*** DATA LISTING Section Begins ***

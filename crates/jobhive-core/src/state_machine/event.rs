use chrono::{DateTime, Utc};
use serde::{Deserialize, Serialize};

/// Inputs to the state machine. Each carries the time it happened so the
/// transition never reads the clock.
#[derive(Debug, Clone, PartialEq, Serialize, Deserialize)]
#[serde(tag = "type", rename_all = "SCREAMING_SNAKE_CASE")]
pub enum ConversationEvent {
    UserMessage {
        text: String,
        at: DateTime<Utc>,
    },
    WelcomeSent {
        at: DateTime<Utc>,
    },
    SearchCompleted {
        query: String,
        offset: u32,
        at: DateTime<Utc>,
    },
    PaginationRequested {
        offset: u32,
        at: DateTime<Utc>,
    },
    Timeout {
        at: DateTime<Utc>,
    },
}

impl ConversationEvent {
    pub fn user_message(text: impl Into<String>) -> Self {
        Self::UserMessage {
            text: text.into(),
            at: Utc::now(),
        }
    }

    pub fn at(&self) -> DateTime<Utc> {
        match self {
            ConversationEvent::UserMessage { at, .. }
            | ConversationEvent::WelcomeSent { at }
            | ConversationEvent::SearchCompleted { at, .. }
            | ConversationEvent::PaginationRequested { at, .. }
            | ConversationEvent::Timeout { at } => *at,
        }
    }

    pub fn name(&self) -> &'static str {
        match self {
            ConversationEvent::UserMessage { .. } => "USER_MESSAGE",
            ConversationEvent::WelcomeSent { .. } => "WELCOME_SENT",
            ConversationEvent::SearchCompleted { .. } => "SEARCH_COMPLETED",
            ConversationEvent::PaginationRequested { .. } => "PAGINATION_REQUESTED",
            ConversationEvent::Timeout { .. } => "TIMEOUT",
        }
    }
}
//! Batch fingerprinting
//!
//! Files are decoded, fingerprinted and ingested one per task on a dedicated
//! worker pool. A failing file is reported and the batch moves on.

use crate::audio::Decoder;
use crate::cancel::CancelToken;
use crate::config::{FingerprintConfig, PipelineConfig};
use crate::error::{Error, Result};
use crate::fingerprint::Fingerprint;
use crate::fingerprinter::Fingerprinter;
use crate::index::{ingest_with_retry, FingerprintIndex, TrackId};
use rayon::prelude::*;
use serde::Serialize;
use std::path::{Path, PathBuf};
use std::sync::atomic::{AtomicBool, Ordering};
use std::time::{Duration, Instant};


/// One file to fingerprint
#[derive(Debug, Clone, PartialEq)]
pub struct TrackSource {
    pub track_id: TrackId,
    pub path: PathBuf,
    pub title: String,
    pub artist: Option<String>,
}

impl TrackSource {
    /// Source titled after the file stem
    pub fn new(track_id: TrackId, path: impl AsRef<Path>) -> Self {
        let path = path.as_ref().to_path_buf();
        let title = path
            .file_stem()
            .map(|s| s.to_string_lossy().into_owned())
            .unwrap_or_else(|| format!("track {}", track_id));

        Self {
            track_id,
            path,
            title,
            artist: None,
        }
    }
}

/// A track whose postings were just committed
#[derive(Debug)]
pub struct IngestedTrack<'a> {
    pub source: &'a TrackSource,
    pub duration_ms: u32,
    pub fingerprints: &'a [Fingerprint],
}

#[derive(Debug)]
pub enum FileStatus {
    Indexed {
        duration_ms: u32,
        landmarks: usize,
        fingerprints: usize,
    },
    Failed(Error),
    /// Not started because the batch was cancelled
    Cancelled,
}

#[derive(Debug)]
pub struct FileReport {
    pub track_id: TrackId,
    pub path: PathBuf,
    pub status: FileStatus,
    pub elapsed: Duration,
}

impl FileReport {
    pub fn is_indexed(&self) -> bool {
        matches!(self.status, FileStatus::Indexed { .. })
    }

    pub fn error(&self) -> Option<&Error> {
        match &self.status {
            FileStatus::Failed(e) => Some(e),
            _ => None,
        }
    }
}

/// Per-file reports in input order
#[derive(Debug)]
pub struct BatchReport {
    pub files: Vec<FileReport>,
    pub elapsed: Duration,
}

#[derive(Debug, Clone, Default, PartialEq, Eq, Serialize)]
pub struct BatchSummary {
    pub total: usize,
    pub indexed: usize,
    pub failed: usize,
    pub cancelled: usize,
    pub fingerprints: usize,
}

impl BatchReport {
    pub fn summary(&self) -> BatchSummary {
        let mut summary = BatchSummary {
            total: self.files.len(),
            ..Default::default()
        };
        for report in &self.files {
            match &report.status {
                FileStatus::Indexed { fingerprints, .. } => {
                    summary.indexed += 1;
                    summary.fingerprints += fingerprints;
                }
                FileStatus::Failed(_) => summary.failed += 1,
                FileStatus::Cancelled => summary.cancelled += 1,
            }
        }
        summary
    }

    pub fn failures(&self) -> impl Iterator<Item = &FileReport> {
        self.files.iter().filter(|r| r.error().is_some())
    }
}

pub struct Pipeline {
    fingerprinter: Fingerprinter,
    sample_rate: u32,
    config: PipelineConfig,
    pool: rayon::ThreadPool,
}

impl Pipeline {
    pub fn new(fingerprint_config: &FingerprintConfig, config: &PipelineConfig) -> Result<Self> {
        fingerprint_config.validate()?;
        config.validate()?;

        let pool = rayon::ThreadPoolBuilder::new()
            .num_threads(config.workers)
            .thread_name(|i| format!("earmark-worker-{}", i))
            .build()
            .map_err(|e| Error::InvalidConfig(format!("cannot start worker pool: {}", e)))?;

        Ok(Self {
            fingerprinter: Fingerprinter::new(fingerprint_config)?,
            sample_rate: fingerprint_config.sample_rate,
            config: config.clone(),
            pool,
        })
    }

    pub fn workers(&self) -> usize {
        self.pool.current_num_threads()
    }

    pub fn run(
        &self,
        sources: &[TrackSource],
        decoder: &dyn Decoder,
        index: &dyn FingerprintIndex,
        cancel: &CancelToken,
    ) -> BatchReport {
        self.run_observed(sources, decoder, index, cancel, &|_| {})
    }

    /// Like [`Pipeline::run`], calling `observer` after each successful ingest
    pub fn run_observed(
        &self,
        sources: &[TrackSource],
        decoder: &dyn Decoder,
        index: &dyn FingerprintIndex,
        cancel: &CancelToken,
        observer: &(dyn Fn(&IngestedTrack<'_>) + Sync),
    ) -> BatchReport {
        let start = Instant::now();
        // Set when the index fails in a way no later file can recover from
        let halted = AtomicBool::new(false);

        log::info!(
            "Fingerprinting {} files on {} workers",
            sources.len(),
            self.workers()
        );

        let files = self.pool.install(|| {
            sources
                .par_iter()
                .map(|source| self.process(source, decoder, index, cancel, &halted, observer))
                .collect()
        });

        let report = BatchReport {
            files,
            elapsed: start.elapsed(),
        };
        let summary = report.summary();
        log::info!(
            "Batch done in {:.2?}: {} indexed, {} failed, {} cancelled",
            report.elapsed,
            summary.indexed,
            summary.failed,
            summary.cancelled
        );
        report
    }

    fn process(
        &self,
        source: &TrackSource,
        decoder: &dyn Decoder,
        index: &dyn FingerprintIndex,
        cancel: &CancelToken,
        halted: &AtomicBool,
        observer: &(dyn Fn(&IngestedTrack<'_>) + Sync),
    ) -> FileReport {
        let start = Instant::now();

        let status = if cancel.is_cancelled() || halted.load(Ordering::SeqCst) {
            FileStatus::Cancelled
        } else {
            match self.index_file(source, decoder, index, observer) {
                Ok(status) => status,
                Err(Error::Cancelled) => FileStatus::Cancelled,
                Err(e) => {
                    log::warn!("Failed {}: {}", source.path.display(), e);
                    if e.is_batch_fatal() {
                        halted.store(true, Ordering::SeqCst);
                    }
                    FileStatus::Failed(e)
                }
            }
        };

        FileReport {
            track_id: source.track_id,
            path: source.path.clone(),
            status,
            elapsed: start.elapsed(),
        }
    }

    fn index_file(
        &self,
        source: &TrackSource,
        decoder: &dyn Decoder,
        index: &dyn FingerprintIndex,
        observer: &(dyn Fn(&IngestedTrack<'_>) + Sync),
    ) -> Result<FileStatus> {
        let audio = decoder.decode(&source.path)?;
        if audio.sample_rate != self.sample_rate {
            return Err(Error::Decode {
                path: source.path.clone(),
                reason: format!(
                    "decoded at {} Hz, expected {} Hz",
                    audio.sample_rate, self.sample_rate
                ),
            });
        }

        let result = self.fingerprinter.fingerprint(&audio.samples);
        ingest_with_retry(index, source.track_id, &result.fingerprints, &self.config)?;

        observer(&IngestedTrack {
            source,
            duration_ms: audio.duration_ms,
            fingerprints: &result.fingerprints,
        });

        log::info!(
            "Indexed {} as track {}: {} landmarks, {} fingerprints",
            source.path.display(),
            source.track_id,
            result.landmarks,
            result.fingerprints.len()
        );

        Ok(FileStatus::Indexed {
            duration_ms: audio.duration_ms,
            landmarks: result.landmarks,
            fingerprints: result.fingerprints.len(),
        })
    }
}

*** DATA LISTING Section Ends ***

From the data above, pick out each line containing "format" and copy it.

→ **TASK RESPONSE**:
            .unwrap_or_else(|| format!("track {}", track_id));
            .thread_name(|i| format!("earmark-worker-{}", i))
            .map_err(|e| Error::InvalidConfig(format!("cannot start worker pool: {}", e)))?;
                reason: format!(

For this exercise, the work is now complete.